Some Democrats Want to Give Biden War Powers to Fight China Over Taiwan

Rep. Elaine Luria made the case in an op-ed for The Washington Post

There is an ongoing debate between centrist Democrats and progressives in Washington over giving President Biden war powers to go to war with China in the case that Beijing invades Taiwan, Foreign Policy reported on Wednesday.

The centrists are in favor of expanding Biden’s authorities even though any military action against China risks nuclear war, while the progressives favor the current policy.

One Democrat in the House, Rep. Elaine Luria (D-VA), the House Foreign Affairs Committee vice-chair, made the case to give Biden the war powers in an op-ed for The Washington Post.

Luria’s concern is that if China moves to take Taiwan, getting authorization from Congress would take too long. “So if you can’t act quickly enough, China overwhelmingly takes Taiwan,” she told Foreign Policy.

Luria frames the need for authorization to fight China as necessary to “de-escalate” the situation despite the obvious risks. “Without the ability for the president to react immediately, any delay would prevent the United States from responding, at a lower level of conflict, to repel an invasion and de-escalate the situation,” she wrote in the Post.

Republican hawks have already drawn up legislation that would give Biden the authority to go to war with China over Taiwan. “My Republican colleagues introduced the Taiwan Invasion Prevention Act in February to grant the president the authority to act against an invasion of Taiwan and prevent a fait accompli. This act is a good starting point to address a legal dilemma,” Luria said in the Post.

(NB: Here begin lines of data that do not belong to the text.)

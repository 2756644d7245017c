//! Robots.txt handling module
//!
//! This module fetches and parses robots.txt once per crawl run and reads the
//! sitemaps it advertises. Neither fetch can fail a crawl: a missing or broken
//! robots.txt means allow-all, and a broken sitemap contributes no URLs.

mod parser;

pub use parser::RobotsPolicy;

use crate::crawler::read_body;
use reqwest::Client;
use std::time::Duration;
use url::Url;

/// Maximum sitemap documents read per crawl run
pub const MAX_SITEMAPS: usize = 5;

/// Maximum URLs taken from sitemaps per crawl run
pub const MAX_SITEMAP_URLS: usize = 500;

/// Fetches robots.txt for the host of `root`
///
/// # Arguments
///
/// * `client` - HTTP client carrying the crawler's user agent
/// * `root` - Any URL on the host whose robots.txt is wanted
/// * `timeout` - Bound on the whole request
/// * `max_body_bytes` - Bodies larger than this are discarded
///
/// # Returns
///
/// The parsed policy. Network errors, timeouts, non-2xx responses and
/// oversized bodies all yield [`RobotsPolicy::allow_all`].
pub async fn fetch_robots(
    client: &Client,
    root: &Url,
    timeout: Duration,
    max_body_bytes: usize,
) -> RobotsPolicy {
    let robots_url = match root.join("/robots.txt") {
        Ok(url) => url,
        Err(e) => {
            tracing::debug!("Cannot build robots.txt URL for {}: {}", root, e);
            return RobotsPolicy::allow_all();
        }
    };

    match fetch_text(client, &robots_url, timeout, max_body_bytes).await {
        Some(body) => {
            let policy = RobotsPolicy::parse(&body);
            tracing::debug!(
                "Loaded robots.txt from {}: {} disallow, {} allow, {} sitemaps",
                robots_url,
                policy.disallowed_prefixes.len(),
                policy.allowed_prefixes.len(),
                policy.sitemaps.len()
            );
            policy
        }
        None => {
            tracing::debug!("No usable robots.txt at {}, allowing all", robots_url);
            RobotsPolicy::allow_all()
        }
    }
}

/// Reads page URLs from a sitemap document
///
/// Returns the `<loc>` values in document order. Any failure, including a
/// body over `max_body_bytes`, yields an empty list.
pub async fn fetch_sitemap_urls(
    client: &Client,
    sitemap: &Url,
    timeout: Duration,
    max_body_bytes: usize,
) -> Vec<String> {
    match fetch_text(client, sitemap, timeout, max_body_bytes).await {
        Some(body) => extract_locations(&body),
        None => {
            tracing::debug!("Ignoring unavailable sitemap {}", sitemap);
            Vec::new()
        }
    }
}

async fn fetch_text(
    client: &Client,
    url: &Url,
    timeout: Duration,
    max_body_bytes: usize,
) -> Option<String> {
    let response = client
        .get(url.clone())
        .timeout(timeout)
        .send()
        .await
        .ok()?;

    if !response.status().is_success() {
        return None;
    }

    match read_body(response, max_body_bytes).await {
        Ok(body) => Some(body),
        Err(fault) => {
            tracing::debug!("Discarding {}: {}", url, fault);
            None
        }
    }
}

/// Extracts `<loc>` element values from sitemap XML
fn extract_locations(xml: &str) -> Vec<String> {
    let mut locations = Vec::new();
    let mut rest = xml;

    while let Some(start) = rest.find("<loc>") {
        rest = &rest[start + "<loc>".len()..];
        let Some(end) = rest.find("</loc>") else {
            break;
        };
        let location = rest[..end].trim().replace("&amp;", "&");
        if !location.is_empty() {
            locations.push(location);
        }
        rest = &rest[end..];
    }

    locations
}
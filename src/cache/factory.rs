use crate::cache::{
    BackendKind, Cache, CacheBackend, EdgeBackend, FilesystemBackend, MemoryBackend,
    PlatformCache,
};
use crate::config::{BackendChoice, CacheConfig};
use std::path::{Path, PathBuf};
use std::sync::Arc;
use tracing::{info, warn};

/// Capabilities available to the process, probed once at startup
#[derive(Clone, Default)]
pub struct CacheEnvironment {
    platform: Option<Arc<dyn PlatformCache>>,
    directory: Option<PathBuf>,
}

impl std::fmt::Debug for CacheEnvironment {
    fn fmt(&self, f: &mut std::fmt::Formatter<'_>) -> std::fmt::Result {
        f.debug_struct("CacheEnvironment")
            .field("platform", &self.platform.is_some())
            .field("directory", &self.directory)
            .finish()
    }
}

impl CacheEnvironment {
    /// Checks whether the configured (or default) cache directory is usable
    ///
    /// A native process has no platform cache; sandboxed hosts attach theirs
    /// with [`CacheEnvironment::with_platform`].
    pub fn probe(config: &CacheConfig) -> Self {
        let directory = config
            .directory
            .clone()
            .or_else(default_cache_dir)
            .filter(|dir| is_writable(dir));
        Self {
            platform: None,
            directory,
        }
    }

    /// An environment with no persistent storage at all
    pub fn ephemeral() -> Self {
        Self::default()
    }

    pub fn with_platform(mut self, platform: Arc<dyn PlatformCache>) -> Self {
        self.platform = Some(platform);
        self
    }

    pub fn with_directory(mut self, directory: impl Into<PathBuf>) -> Self {
        self.directory = Some(directory.into());
        self
    }

    pub fn has_platform(&self) -> bool {
        self.platform.is_some()
    }

    pub fn directory(&self) -> Option<&Path> {
        self.directory.as_deref()
    }

    /// Backend that [`open_cache`] will build for `choice`
    pub fn select(&self, choice: BackendChoice) -> BackendKind {
        match choice {
            BackendChoice::Memory => BackendKind::Memory,
            BackendChoice::Filesystem if self.directory.is_some() => BackendKind::Filesystem,
            BackendChoice::Filesystem => BackendKind::Memory,
            BackendChoice::Auto if self.platform.is_some() => BackendKind::Edge,
            BackendChoice::Auto if self.directory.is_some() => BackendKind::Filesystem,
            BackendChoice::Auto => BackendKind::Memory,
        }
    }
}

/// Builds and initializes the process-wide cache
///
/// Falls back to the memory backend when the selected backend cannot be
/// initialized.
pub async fn open_cache(env: &CacheEnvironment, config: &CacheConfig) -> Cache {
    let kind = env.select(config.backend);
    if config.backend == BackendChoice::Filesystem && kind != BackendKind::Filesystem {
        warn!("Filesystem cache requested but no writable cache directory is available");
    }

    let backend: Arc<dyn CacheBackend> = match (kind, &env.platform, &env.directory) {
        (BackendKind::Edge, Some(platform), _) => {
            Arc::new(EdgeBackend::new(platform.clone(), config.namespace.clone()))
        }
        (BackendKind::Filesystem, _, Some(directory)) => Arc::new(FilesystemBackend::new(
            directory,
            &config.namespace,
            config.max_bytes,
        )),
        _ => Arc::new(MemoryBackend::new(config.memory_max_bytes)),
    };

    let cache = Cache::new(backend).with_default_ttl(config.default_ttl());
    match cache.init().await {
        Ok(()) => {
            info!("Using {} cache backend", cache.kind());
            cache
        }
        Err(e) => {
            warn!(
                "Failed to initialize {} cache backend, falling back to memory: {}",
                cache.kind(),
                e
            );
            Cache::new(Arc::new(MemoryBackend::new(config.memory_max_bytes)))
                .with_default_ttl(config.default_ttl())
        }
    }
}

/// `$XDG_CACHE_HOME/prompt-harvest`, else `$HOME/.cache/prompt-harvest`
pub fn default_cache_dir() -> Option<PathBuf> {
    let base = std::env::var_os("XDG_CACHE_HOME")
        .filter(|value| !value.is_empty())
        .map(PathBuf::from)
        .or_else(|| std::env::var_os("HOME").map(|home| PathBuf::from(home).join(".cache")))?;
    Some(base.join("prompt-harvest"))
}

/// Runs once at startup, so plain blocking IO is fine here
fn is_writable(dir: &Path) -> bool {
    if std::fs::create_dir_all(dir).is_err() {
        return false;
    }
    let probe = dir.join(format!(".probe-{}", std::process::id()));
    let writable = std::fs::write(&probe, b"ok").is_ok();
    let _ = std::fs::remove_file(&probe);
    writable
}
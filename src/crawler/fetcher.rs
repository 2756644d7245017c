//! HTTP fetcher implementation
//!
//! This module handles all page requests for the crawler, including:
//! - Building HTTP clients with proper user agent strings
//! - Same-host redirect following
//! - Content-Type gating before the body is read
//! - Bounded body reads
//! - Error classification into page faults
//!
//! There are no retries: every URL gets exactly one attempt.

use crate::config::UserAgentConfig;
use reqwest::{redirect::Policy, Client, Response};
use std::time::Duration;
use thiserror::Error;
use url::Url;

/// Maximum redirect hops followed for one request
pub const MAX_REDIRECTS: usize = 5;

/// Why a single page could not be used
///
/// These are recorded in [`PageResult::error`](super::PageResult::error) and
/// never propagate out of a crawl.
#[derive(Debug, Clone, PartialEq, Eq, Error)]
pub enum PageFault {
    #[error("Request timeout")]
    Timeout,

    #[error("Network error: {0}")]
    Network(String),

    #[error("HTTP {0}")]
    Status(u16),

    #[error("Not HTML content")]
    NotHtml,

    #[error("Response body exceeds {0} bytes")]
    BodyTooLarge(usize),
}

/// Result of a fetch attempt
#[derive(Debug)]
pub enum FetchOutcome {
    /// Successfully fetched an HTML page
    Html {
        /// Final URL after redirects
        final_url: Url,
        status: u16,
        content_type: String,
        body: String,
    },

    /// 2xx response whose Content-Type is not HTML; the body is not read
    NotHtml { status: u16, content_type: String },

    /// Timeout, network error, non-2xx status or oversized body
    Failed {
        status: Option<u16>,
        content_type: Option<String>,
        fault: PageFault,
    },
}

/// Builds an HTTP client with proper configuration
///
/// Redirects are followed only while they stay on the original host, up to
/// [`MAX_REDIRECTS`] hops. A redirect towards another host is not followed,
/// so the 3xx response itself becomes the outcome.
///
/// # Example
///
/// ```no_run
/// use prompt_harvest::config::UserAgentConfig;
/// use prompt_harvest::crawler::build_http_client;
///
/// let client = build_http_client(&UserAgentConfig::default()).unwrap();
/// ```
pub fn build_http_client(config: &UserAgentConfig) -> Result<Client, reqwest::Error> {
    let redirect_policy = Policy::custom(|attempt| {
        if attempt.previous().len() > MAX_REDIRECTS {
            return attempt.error("too many redirects");
        }

        let same_host = attempt
            .previous()
            .first()
            .is_some_and(|origin| origin.host_str() == attempt.url().host_str());

        if same_host {
            attempt.follow()
        } else {
            attempt.stop()
        }
    });

    Client::builder()
        .user_agent(config.header_value())
        .connect_timeout(Duration::from_secs(10))
        .redirect(redirect_policy)
        .gzip(true)
        .brotli(true)
        .build()
}

/// Fetches a URL once, bounded by `timeout` and `max_body_bytes`
///
/// # Arguments
///
/// * `client` - HTTP client from [`build_http_client`]
/// * `url` - The page to request
/// * `timeout` - Bound on the whole request, body included
/// * `max_body_bytes` - Largest HTML body accepted
///
/// # Returns
///
/// A [`FetchOutcome`]; this function never returns an error.
///
/// # Request Flow
///
/// | Condition | Outcome |
/// |-----------|---------|
/// | Timeout | `Failed(Timeout)` |
/// | Connection/TLS error | `Failed(Network)` |
/// | Non-2xx status | `Failed(Status)` |
/// | 2xx, not text/html | `NotHtml` |
/// | Body over limit | `Failed(BodyTooLarge)` |
/// | 2xx HTML | `Html` |
pub async fn fetch_page(
    client: &Client,
    url: &Url,
    timeout: Duration,
    max_body_bytes: usize,
) -> FetchOutcome {
    let response = match client.get(url.clone()).timeout(timeout).send().await {
        Ok(response) => response,
        Err(e) => {
            return FetchOutcome::Failed {
                status: None,
                content_type: None,
                fault: classify_error(&e),
            }
        }
    };

    let status = response.status().as_u16();
    let content_type = response
        .headers()
        .get(reqwest::header::CONTENT_TYPE)
        .and_then(|v| v.to_str().ok())
        .map(str::to_string);

    if !response.status().is_success() {
        return FetchOutcome::Failed {
            status: Some(status),
            content_type,
            fault: PageFault::Status(status),
        };
    }

    let content_type = content_type.unwrap_or_default();
    if !is_html(&content_type) {
        return FetchOutcome::NotHtml {
            status,
            content_type,
        };
    }

    let final_url = response.url().clone();
    match read_body(response, max_body_bytes).await {
        Ok(body) => FetchOutcome::Html {
            final_url,
            status,
            content_type,
            body,
        },
        Err(fault) => FetchOutcome::Failed {
            status: Some(status),
            content_type: Some(content_type),
            fault,
        },
    }
}

/// Returns true for HTML and XHTML media types
pub fn is_html(content_type: &str) -> bool {
    let media_type = content_type
        .split(';')
        .next()
        .unwrap_or("")
        .trim()
        .to_ascii_lowercase();
    media_type == "text/html" || media_type == "application/xhtml+xml"
}

/// Reads a response body, failing once it grows past `max_body_bytes`
pub(crate) async fn read_body(
    mut response: Response,
    max_body_bytes: usize,
) -> Result<String, PageFault> {
    if response
        .content_length()
        .is_some_and(|length| length > max_body_bytes as u64)
    {
        return Err(PageFault::BodyTooLarge(max_body_bytes));
    }

    let mut buffer: Vec<u8> = Vec::new();
    while let Some(chunk) = response.chunk().await.map_err(|e| classify_error(&e))? {
        if buffer.len() + chunk.len() > max_body_bytes {
            return Err(PageFault::BodyTooLarge(max_body_bytes));
        }
        buffer.extend_from_slice(&chunk);
    }

    Ok(String::from_utf8_lossy(&buffer).into_owned())
}

fn classify_error(e: &reqwest::Error) -> PageFault {
    if e.is_timeout() {
        PageFault::Timeout
    } else if e.is_connect() {
        PageFault::Network("Connection refused".to_string())
    } else {
        PageFault::Network(e.to_string())
    }
}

The Taiwan Invasion Prevention Act would authorize “the President to use the Armed Forces to defend Taiwan against a direct attack by China’s military, a taking of Taiwan’s territory by China, or a threat that endangers the lives of civilians in Taiwan or members of Taiwan’s military.”

Matt Duss, an aide to Senator Bernie Sanders (D-VT), told Foreign policy that the current policy of not committing to defending Taiwan, known as “strategic ambiguity,” shouldn’t be changed.

“A policy of ambiguity may not be the most emotionally satisfying for DC hawks, but it’s working,” Duss said. “The dangers of creating another open-ended war authorization should be obvious.”

The renewed debate was sparked by China’s recent flights into Taiwan’s air defense identification zone (ADIZ), which have been falsely portrayed as airspace violations by Western media. An ADIZ is an area where a country wants foreign aircraft to identify itself. The concept is not covered by any international laws or treaties, and the Chinese warplanes usually enter the southwest corner of the ADIZ, nowhere near the island of Taiwan.

Missing from most reports on China’s ADIZ flights is how much the US has increased its military activity in the region. Beijing’s moves around Taiwan are clearly fueled by the US’s presence and Washington’s steps to boost ties with Taipei. A change in policy in the form of a war powers authorization would only raise tensions in the region and make a conflict more likely.